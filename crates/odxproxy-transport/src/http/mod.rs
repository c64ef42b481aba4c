//! HTTP transport implementation
//!
//! Provides an HTTP client that implements the Transport trait.
//! Handles connection pooling and the timeout policy.

pub mod client;

pub use client::{HttpTransport, HttpTransportConfig};
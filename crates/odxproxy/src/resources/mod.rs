//! Per-action operations
//!
//! Thin typed callers over [`Client::execute`](crate::Client::execute).

pub mod records;

pub use records::Records;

-.-.-

● Activity
Each record above is to be written out again exactly.

● Task answer
filename crates/odxproxy-transport/src/http/mod.rs
repository c64ef42b481aba4c
//! HTTP transport implementation
//!
//! Provides an HTTP client that implements the Transport trait.
//! Handles connection pooling and the timeout policy.

pub mod client;

pub use client::{HttpTransport, HttpTransportConfig};
filename crates/odxproxy/src/resources/mod.rs
//! Per-action operations
//!
//! Thin typed callers over [`Client::execute`](crate::Client::execute).

pub mod records;

pub use records::Records;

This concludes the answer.